DESCRIPTION OF THE TASK: Each line of the entries that contains the word "StudySettings" adds one. Reply with the resulting number only.
=== DATA SECTION ===
//! The study configuration store.
//!
//! Holds every mapping decoded from the app config. Safe to share across
//! threads; lookups return owned snapshots.

use dashmap::DashMap;
use serde_json::Value;
use std::sync::RwLock;
use tracing::{debug, info, warn};

use tracked_items::{ClientDataSource, TrackedItemsStepNavigator};

use crate::error::{ConfigError, Result};
use crate::settings::StudySettings;
use crate::types::{
    ActivityGroup, ActivityInfo, ActivityMapping, AppConfig, CategoryType, ConfigElementHeader,
    ReportCategory, SchemaReference, SurveyReference, TaskDefinition, TaskSource,
};

/// Registry of activities, tasks, schemas and surveys for one study.
#[derive(Debug, Default)]
pub struct StudyConfiguration {
    activity_groups: DashMap<String, ActivityGroup>,
    activity_infos: DashMap<String, ActivityInfo>,
    schema_references: DashMap<String, SchemaReference>,
    survey_references: DashMap<String, SurveyReference>,
    tasks: DashMap<String, TaskDefinition>,
    task_to_schema: DashMap<String, String>,
    report_categories: DashMap<String, ReportCategory>,
    prior_client_data: DashMap<String, Value>,
    settings: RwLock<StudySettings>,
}

impl StudyConfiguration {
    pub fn new() -> Self {
        Self::default()
    }

    /// Create a store with the given settings.
    pub fn with_settings(settings: StudySettings) -> Self {
        Self {
            settings: RwLock::new(settings),
            ..Self::default()
        }
    }

    /// Current settings.
    pub fn settings(&self) -> StudySettings {
        self.settings.read().map(|s| s.clone()).unwrap_or_default()
    }

    fn update_settings(&self, update: impl FnOnce(&mut StudySettings)) {
        if let Ok(mut settings) = self.settings.write() {
            update(&mut settings);
        }
    }

    // =========================================================================
    // Loading
    // =========================================================================

    /// Register everything in an app config.
    ///
    /// Schemas and surveys are always registered. A malformed `clientData`
    /// returns [`ConfigError::ClientData`] so the host can refresh its app
    /// config. Config elements that fail to decode are logged and skipped.
    pub fn setup(&self, app_config: &AppConfig) -> Result<()> {
        for schema in &app_config.schema_references {
            self.add_schema_reference(schema.clone());
        }
        for survey in &app_config.survey_references {
            self.add_survey_reference(survey.clone());
        }

        if let Some(client_data) = &app_config.client_data {
            let mapping: ActivityMapping =
                serde_json::from_value(client_data.clone()).map_err(ConfigError::ClientData)?;
            self.add_activity_mapping(mapping);
        }

        for (key, element) in &app_config.config_elements {
            self.add_config_element(key, element);
        }

        info!(
            tasks = self.tasks.len(),
            activities = self.activity_infos.len(),
            schemas = self.schema_references.len(),
            surveys = self.survey_references.len(),
            "Study configuration loaded"
        );
        Ok(())
    }

    /// Register the contents of a decoded client data mapping.
    pub fn add_activity_mapping(&self, mapping: ActivityMapping) {
        if let Some(duration) = mapping.study_duration {
            self.update_settings(|s| s.study_duration = duration);
        }
        if let Some(legacy) = mapping.uses_v1_legacy_archiving {
            self.update_settings(|s| s.uses_v1_legacy_archiving = legacy);
        }
        for group in mapping.groups.into_iter().flatten() {
            self.add_activity_group(group);
        }
        for info in mapping.activity_list.into_iter().flatten() {
            self.add_activity_info(info);
        }
        for task in mapping.tasks.into_iter().flatten() {
            self.add_task(task);
        }
        for (activity, schema) in mapping.task_to_schema_identifier_map.into_iter().flatten() {
            self.add_schema_mapping(activity, schema);
        }
        for (report, category) in mapping.report_mappings.into_iter().flatten() {
            self.add_report_category(report, category);
        }
    }

    /// Decode one config element by its `catType`.
    ///
    /// Returns `true` when the element was registered.
    pub fn add_config_element(&self, key: &str, element: &Value) -> bool {
        let header: ConfigElementHeader = match serde_json::from_value(element.clone()) {
            Ok(header) => header,
            Err(err) => {
                warn!(key = %key, error = %err, "Failed to decode config element");
                return false;
            }
        };

        match header.cat_type {
            CategoryType::Task => {
                let mut element = element.clone();
                if let Some(obj) = element.as_object_mut() {
                    obj.remove("catType");
                    obj.entry("identifier")
                        .or_insert_with(|| Value::String(key.to_string()));
                }
                match serde_json::from_value::<TaskDefinition>(element) {
                    Ok(task) => {
                        self.add_task(task);
                        true
                    }
                    Err(err) => {
                        warn!(key = %key, error = %err, "Failed to decode task config element");
                        false
                    }
                }
            }
            CategoryType::Unsupported => {
                debug!(key = %key, "Ignoring config element of unsupported category");
                false
            }
        }
    }

    pub fn add_activity_group(&self, group: ActivityGroup) {
        self.activity_groups.insert(group.identifier.clone(), group);
    }

    pub fn add_activity_info(&self, info: ActivityInfo) {
        self.activity_infos.insert(info.identifier.clone(), info);
    }

    pub fn add_schema_reference(&self, schema: SchemaReference) {
        self.schema_references.insert(schema.identifier.clone(), schema);
    }

    pub fn add_survey_reference(&self, survey: SurveyReference) {
        self.survey_references.insert(survey.identifier.clone(), survey);
    }

    /// Register a task. An activity info running it is added unless one
    /// already references it by module id.
    pub fn add_task(&self, task: TaskDefinition) {
        let referenced = self
            .activity_infos
            .iter()
            .any(|info| info.module_id.as_deref() == Some(task.identifier.as_str()));
        if !referenced {
            self.add_activity_info(ActivityInfo::for_module(&task.identifier));
        }
        debug!(task = %task.identifier, "Registered task");
        self.tasks.insert(task.identifier.clone(), task);
    }

    pub fn add_schema_mapping(&self, activity_identifier: impl Into<String>, schema_identifier: impl Into<String>) {
        self.task_to_schema
            .insert(activity_identifier.into(), schema_identifier.into());
    }

    pub fn add_report_category(&self, report_identifier: impl Into<String>, category: ReportCategory) {
        self.report_categories.insert(report_identifier.into(), category);
    }

    /// Store the persisted client data for an activity.
    pub fn set_client_data(&self, activity_identifier: impl Into<String>, data: Value) {
        self.prior_client_data.insert(activity_identifier.into(), data);
    }

    // =========================================================================
    // Lookups
    // =========================================================================

    pub fn activity_group(&self, identifier: &str) -> Option<ActivityGroup> {
        self.activity_groups.get(identifier).map(|g| g.clone())
    }

    pub fn activity_info(&self, activity_identifier: &str) -> Option<ActivityInfo> {
        self.activity_infos.get(activity_identifier).map(|i| i.clone())
    }

    /// The task for an activity, copied under the activity identifier with
    /// its schema resolved.
    pub fn task(&self, activity_identifier: &str) -> Option<TaskDefinition> {
        let stored = self.tasks.get(activity_identifier).map(|t| t.clone())?;
        Some(stored.copy_with(activity_identifier, self.schema_info(activity_identifier)))
    }

    /// The schema for an activity, through the task-to-schema map or by the
    /// activity identifier itself.
    pub fn schema_info(&self, activity_identifier: &str) -> Option<SchemaReference> {
        let schema_identifier = self
            .task_to_schema
            .get(activity_identifier)
            .map(|s| s.clone())
            .unwrap_or_else(|| activity_identifier.to_string());
        self.schema_references.get(&schema_identifier).map(|s| s.clone())
    }

    pub fn survey(&self, survey_identifier: &str) -> Option<SurveyReference> {
        self.survey_references.get(survey_identifier).map(|s| s.clone())
    }

    pub fn report_category(&self, report_identifier: &str) -> Option<ReportCategory> {
        self.report_categories.get(report_identifier).map(|c| *c)
    }

    pub fn all_surveys(&self) -> Vec<SurveyReference> {
        self.survey_references.iter().map(|s| s.clone()).collect()
    }

    pub fn all_schemas(&self) -> Vec<SchemaReference> {
        self.schema_references.iter().map(|s| s.clone()).collect()
    }

    pub fn all_activity_groups(&self) -> Vec<ActivityGroup> {
        self.activity_groups.iter().map(|g| g.clone()).collect()
    }

    /// Activity infos for a group's activities, in group order. Activities
    /// without an info are left out.
    pub fn activity_group_tasks(&self, group: &ActivityGroup) -> Vec<ActivityInfo> {
        group
            .activity_identifiers
            .iter()
            .filter_map(|id| self.activity_info(id))
            .collect()
    }

    /// Where to load an activity's task from: a registered task, then a
    /// survey, then the activity info's resource, then a resource named
    /// after the activity.
    pub fn task_source(&self, activity_identifier: &str) -> TaskSource {
        if let Some(task) = self.task(activity_identifier) {
            return TaskSource::Task(task);
        }
        if let Some(survey) = self.survey(activity_identifier) {
            return TaskSource::Survey(survey);
        }
        if let Some(resource) = self
            .activity_info(activity_identifier)
            .and_then(|info| info.resource)
        {
            return TaskSource::Resource(resource);
        }
        TaskSource::Named(activity_identifier.to_string())
    }

    /// Build the tracked-items navigator for a registered task, with any
    /// stored client data imported.
    pub fn tracked_items_navigator(&self, activity_identifier: &str) -> Result<TrackedItemsStepNavigator> {
        let task = self
            .task(activity_identifier)
            .ok_or_else(|| ConfigError::UnknownTask(activity_identifier.to_string()))?;
        let mut navigator = task.tracked_items_config()?.build()?;
        if let Some(data) = self.client_data(activity_identifier) {
            if let Err(err) = navigator.set_previous_client_data(data) {
                warn!(activity = %activity_identifier, error = %err, "Ignoring malformed prior client data");
            }
        }
        Ok(navigator)
    }
}

impl ClientDataSource for StudyConfiguration {
    fn client_data(&self, activity_identifier: &str) -> Option<Value> {
        self.prior_client_data.get(activity_identifier).map(|d| d.clone())
    }
}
===
EXERCISE SOLUTION: 5